GIVEN RECORDS:
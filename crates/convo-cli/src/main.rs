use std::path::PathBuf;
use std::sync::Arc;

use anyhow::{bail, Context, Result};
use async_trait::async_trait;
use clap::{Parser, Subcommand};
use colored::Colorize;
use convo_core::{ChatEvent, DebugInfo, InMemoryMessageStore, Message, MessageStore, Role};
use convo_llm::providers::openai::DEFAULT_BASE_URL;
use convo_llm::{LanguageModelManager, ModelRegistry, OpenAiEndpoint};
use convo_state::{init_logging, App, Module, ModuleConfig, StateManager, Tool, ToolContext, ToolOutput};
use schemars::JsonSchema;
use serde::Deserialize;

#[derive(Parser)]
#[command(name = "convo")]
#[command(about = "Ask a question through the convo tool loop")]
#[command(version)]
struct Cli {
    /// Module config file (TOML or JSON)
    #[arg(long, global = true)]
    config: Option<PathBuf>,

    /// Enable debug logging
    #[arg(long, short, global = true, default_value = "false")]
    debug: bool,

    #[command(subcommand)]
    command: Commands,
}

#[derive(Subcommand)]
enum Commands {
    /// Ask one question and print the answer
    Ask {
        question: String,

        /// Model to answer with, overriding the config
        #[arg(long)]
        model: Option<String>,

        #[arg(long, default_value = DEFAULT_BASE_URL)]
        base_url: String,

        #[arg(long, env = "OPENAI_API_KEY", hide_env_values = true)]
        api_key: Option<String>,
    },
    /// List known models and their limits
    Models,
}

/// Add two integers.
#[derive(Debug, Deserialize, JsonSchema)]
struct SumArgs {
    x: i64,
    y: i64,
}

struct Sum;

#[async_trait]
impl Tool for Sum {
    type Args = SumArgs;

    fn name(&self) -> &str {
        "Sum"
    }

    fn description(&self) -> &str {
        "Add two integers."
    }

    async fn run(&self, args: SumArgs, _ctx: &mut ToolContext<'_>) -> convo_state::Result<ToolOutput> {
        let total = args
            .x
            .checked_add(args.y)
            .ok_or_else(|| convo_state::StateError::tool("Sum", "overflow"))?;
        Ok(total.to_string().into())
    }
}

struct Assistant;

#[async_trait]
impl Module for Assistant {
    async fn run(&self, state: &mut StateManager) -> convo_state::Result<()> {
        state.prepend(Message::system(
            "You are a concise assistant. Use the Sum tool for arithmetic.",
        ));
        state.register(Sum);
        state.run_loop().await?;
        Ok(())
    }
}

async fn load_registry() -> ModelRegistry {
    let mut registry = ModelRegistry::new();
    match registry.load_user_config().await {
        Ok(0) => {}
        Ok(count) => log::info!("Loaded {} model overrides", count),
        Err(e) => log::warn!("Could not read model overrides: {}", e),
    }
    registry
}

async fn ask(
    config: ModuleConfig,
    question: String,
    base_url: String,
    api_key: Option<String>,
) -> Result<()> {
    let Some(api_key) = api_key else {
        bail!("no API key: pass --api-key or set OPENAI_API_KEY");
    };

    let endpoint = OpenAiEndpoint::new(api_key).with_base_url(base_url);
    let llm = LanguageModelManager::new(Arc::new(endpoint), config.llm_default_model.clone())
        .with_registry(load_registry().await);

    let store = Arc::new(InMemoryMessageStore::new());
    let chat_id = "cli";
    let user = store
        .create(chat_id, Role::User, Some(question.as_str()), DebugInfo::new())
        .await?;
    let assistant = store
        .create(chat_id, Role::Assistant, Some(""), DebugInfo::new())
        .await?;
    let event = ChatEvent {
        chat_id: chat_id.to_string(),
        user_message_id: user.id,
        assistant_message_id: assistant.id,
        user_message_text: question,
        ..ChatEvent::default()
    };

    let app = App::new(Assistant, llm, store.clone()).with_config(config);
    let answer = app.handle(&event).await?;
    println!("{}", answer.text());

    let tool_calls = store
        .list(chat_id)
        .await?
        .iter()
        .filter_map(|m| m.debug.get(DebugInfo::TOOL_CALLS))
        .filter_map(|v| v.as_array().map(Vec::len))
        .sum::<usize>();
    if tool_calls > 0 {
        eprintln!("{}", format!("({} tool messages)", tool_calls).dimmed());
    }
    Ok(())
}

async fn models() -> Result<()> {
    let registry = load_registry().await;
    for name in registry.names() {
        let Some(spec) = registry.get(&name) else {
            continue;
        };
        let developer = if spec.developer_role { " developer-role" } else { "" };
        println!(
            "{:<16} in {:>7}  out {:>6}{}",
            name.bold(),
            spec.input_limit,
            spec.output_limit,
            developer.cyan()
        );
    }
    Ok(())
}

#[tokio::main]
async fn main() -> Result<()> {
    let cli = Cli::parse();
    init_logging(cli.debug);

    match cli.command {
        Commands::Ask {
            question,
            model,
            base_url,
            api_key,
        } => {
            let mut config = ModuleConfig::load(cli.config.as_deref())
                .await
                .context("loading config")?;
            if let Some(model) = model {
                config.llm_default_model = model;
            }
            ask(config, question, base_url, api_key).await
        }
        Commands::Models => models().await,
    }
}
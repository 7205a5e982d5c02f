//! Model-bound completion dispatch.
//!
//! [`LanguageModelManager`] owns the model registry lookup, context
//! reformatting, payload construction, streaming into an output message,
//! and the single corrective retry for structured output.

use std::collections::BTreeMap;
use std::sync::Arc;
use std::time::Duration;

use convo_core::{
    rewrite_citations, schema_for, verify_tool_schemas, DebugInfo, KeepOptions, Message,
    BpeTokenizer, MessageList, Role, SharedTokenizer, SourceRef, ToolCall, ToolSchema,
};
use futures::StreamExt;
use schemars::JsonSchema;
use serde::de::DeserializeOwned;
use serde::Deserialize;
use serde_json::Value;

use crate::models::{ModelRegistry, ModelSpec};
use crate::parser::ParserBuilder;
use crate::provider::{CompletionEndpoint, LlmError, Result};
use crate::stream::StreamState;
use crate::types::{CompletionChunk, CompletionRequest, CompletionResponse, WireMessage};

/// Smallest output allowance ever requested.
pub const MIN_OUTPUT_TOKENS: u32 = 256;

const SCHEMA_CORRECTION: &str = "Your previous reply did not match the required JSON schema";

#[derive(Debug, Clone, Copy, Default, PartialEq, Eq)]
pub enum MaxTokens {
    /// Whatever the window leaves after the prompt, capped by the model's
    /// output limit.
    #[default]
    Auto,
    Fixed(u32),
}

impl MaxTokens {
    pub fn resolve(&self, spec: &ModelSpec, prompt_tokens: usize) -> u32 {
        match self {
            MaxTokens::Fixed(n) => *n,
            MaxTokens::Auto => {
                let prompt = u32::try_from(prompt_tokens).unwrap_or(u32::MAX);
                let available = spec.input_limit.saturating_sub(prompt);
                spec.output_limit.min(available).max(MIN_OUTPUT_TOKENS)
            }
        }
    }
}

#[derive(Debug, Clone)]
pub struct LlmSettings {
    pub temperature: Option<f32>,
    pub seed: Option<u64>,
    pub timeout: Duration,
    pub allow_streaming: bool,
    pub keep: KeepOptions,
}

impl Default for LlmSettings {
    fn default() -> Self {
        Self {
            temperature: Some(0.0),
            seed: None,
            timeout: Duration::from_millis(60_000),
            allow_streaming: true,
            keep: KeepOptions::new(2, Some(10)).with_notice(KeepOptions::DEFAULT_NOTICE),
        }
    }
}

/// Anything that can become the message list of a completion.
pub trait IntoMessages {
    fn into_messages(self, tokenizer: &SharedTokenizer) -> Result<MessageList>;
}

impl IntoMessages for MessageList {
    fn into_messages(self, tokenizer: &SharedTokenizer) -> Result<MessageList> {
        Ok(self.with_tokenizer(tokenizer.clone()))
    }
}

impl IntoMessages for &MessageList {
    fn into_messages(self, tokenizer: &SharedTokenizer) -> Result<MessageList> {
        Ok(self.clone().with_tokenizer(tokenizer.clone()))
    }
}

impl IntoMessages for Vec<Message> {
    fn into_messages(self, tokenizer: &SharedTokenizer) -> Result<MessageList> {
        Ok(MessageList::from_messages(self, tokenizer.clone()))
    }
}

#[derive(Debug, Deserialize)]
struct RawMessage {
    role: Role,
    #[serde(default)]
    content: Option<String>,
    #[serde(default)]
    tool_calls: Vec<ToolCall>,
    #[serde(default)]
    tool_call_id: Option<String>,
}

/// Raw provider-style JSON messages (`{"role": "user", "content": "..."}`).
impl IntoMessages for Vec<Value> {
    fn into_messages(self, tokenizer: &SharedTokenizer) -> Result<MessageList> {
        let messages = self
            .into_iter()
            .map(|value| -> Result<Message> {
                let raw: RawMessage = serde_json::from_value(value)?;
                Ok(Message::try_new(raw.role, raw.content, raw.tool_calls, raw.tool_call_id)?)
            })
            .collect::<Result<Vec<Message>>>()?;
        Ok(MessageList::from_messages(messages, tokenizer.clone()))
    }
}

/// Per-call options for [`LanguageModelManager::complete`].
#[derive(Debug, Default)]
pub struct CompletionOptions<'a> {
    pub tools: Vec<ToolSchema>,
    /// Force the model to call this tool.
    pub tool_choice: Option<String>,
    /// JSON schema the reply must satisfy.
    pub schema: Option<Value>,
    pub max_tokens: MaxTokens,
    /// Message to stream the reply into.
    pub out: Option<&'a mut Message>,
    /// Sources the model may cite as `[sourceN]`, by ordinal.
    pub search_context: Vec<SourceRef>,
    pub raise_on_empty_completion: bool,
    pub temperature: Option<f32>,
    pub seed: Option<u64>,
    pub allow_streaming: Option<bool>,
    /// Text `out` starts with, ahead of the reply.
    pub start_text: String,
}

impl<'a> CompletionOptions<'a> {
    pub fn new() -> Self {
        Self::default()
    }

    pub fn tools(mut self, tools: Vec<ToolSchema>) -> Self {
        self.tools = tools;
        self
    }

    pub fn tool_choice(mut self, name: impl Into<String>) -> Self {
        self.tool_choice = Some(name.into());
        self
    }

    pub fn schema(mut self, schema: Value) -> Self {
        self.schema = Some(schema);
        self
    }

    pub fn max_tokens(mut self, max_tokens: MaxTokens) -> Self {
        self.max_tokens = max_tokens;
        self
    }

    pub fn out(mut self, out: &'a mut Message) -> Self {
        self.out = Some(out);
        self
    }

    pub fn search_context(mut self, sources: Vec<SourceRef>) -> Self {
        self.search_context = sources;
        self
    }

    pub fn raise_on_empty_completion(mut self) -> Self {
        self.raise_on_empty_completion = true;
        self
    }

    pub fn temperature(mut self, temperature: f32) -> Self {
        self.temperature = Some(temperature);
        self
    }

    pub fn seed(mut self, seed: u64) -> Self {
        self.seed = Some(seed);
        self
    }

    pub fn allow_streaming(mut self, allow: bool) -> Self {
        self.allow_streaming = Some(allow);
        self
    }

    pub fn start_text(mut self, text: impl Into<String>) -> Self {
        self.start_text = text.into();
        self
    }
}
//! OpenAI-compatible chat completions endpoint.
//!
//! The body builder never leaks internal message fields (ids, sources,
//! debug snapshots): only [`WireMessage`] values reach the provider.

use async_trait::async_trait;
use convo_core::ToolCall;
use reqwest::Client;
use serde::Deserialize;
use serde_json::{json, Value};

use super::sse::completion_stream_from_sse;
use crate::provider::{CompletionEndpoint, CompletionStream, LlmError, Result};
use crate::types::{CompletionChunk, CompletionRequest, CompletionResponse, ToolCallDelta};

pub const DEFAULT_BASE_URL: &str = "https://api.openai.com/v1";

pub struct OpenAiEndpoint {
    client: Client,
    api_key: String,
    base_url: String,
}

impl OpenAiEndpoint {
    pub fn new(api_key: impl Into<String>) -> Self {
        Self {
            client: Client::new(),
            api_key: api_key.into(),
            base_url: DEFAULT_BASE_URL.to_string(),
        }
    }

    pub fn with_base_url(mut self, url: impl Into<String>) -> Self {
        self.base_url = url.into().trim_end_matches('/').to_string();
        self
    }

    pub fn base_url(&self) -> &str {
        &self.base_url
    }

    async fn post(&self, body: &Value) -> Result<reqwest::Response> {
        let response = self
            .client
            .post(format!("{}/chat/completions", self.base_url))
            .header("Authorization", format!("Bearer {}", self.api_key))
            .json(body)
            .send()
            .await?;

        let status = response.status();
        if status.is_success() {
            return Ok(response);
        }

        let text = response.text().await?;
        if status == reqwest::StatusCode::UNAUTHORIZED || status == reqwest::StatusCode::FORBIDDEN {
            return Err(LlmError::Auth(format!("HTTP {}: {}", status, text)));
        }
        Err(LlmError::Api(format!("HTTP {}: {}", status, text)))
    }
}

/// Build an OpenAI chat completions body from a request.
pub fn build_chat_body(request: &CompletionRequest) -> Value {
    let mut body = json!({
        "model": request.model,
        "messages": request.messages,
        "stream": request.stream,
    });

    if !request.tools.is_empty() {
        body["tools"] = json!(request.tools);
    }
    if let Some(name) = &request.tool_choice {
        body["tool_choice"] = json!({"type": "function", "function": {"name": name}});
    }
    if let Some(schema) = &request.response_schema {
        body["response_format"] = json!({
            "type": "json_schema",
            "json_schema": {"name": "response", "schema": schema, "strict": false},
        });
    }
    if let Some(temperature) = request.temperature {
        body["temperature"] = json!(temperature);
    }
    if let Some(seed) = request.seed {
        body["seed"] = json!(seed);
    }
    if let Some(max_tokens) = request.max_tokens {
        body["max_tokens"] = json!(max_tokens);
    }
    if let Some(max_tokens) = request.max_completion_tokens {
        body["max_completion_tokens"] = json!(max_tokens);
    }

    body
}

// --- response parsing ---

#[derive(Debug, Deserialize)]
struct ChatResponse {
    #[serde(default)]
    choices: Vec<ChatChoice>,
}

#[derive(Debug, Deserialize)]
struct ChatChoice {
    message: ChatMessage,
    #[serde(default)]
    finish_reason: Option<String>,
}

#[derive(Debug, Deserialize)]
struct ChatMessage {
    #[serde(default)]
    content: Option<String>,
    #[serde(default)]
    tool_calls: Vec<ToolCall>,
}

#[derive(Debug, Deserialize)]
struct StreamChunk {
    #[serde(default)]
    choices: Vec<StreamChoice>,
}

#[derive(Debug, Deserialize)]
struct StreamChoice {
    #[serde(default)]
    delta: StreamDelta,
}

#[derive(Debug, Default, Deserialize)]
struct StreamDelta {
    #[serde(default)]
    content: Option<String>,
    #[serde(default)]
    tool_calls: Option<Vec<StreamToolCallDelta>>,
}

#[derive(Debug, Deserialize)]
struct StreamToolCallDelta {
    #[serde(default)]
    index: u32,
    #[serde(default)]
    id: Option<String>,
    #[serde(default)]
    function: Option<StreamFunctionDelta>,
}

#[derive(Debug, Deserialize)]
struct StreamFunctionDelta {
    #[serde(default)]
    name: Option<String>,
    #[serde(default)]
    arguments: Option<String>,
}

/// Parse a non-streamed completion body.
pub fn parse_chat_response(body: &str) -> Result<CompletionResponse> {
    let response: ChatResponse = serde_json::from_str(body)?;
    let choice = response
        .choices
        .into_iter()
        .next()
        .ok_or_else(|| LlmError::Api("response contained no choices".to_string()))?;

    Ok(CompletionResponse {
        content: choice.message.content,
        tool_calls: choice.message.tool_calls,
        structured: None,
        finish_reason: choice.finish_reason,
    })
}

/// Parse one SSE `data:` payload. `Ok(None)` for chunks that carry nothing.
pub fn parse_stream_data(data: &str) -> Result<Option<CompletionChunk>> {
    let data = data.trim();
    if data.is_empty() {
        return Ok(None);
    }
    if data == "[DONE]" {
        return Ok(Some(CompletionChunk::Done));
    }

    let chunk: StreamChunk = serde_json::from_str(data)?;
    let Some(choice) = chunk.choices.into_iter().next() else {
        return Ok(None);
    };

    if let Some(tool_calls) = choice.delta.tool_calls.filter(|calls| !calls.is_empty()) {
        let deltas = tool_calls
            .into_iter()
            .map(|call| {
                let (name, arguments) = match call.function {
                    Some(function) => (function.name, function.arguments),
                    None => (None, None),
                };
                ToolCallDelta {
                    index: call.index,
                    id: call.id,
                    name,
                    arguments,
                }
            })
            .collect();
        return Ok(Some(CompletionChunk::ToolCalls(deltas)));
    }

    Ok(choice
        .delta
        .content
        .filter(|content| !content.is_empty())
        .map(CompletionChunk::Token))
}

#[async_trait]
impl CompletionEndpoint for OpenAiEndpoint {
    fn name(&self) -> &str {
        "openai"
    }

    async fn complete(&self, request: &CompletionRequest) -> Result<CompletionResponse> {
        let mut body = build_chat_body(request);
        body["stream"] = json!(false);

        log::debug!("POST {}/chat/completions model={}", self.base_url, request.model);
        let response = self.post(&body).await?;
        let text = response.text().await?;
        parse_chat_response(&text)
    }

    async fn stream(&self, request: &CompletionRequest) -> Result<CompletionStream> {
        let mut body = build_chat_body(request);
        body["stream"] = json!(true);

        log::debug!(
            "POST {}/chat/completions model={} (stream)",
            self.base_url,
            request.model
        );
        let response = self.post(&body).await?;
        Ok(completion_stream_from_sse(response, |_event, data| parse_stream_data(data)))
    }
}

EXERCISE DIRECTIONS: Within the data above, how many lines include the word "reply"? Respond with the number only.

WRITTEN RESPONSE: 4